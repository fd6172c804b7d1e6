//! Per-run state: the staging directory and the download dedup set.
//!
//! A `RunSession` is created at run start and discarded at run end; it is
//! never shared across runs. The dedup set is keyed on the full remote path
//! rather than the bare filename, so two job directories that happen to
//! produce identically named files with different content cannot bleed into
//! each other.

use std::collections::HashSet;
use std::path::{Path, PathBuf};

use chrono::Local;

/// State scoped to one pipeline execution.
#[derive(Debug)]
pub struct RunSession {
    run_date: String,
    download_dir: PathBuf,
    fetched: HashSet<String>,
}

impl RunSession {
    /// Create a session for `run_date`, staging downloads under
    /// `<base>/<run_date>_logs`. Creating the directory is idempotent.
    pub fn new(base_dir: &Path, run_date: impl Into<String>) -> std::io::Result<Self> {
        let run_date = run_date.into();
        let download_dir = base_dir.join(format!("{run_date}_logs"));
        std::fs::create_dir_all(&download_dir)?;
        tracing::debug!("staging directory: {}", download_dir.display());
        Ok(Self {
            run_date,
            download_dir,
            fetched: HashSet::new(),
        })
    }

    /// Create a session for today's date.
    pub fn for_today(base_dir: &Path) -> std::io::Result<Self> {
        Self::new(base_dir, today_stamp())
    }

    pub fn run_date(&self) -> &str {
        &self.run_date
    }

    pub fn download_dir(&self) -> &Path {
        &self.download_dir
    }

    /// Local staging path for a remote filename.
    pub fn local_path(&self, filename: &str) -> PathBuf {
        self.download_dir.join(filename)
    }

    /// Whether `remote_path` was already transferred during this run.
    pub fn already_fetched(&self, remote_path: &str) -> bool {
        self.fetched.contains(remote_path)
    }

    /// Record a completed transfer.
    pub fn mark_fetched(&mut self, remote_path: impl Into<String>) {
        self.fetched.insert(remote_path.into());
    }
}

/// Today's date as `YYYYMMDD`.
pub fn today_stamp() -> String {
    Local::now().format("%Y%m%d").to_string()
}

* * * * * * * * *

Taking the entries above, print exactly the lines starting at the line with "Self::new(base_dir, today_stamp())" and ending at the line with "pub fn mark_fetched(&mut", both included.

        Self::new(base_dir, today_stamp())
    }

    pub fn run_date(&self) -> &str {
        &self.run_date
    }

    pub fn download_dir(&self) -> &Path {
        &self.download_dir
    }

    /// Local staging path for a remote filename.
    pub fn local_path(&self, filename: &str) -> PathBuf {
        self.download_dir.join(filename)
    }

    /// Whether `remote_path` was already transferred during this run.
    pub fn already_fetched(&self, remote_path: &str) -> bool {
        self.fetched.contains(remote_path)
    }

    /// Record a completed transfer.
    pub fn mark_fetched(&mut self, remote_path: impl Into<String>) {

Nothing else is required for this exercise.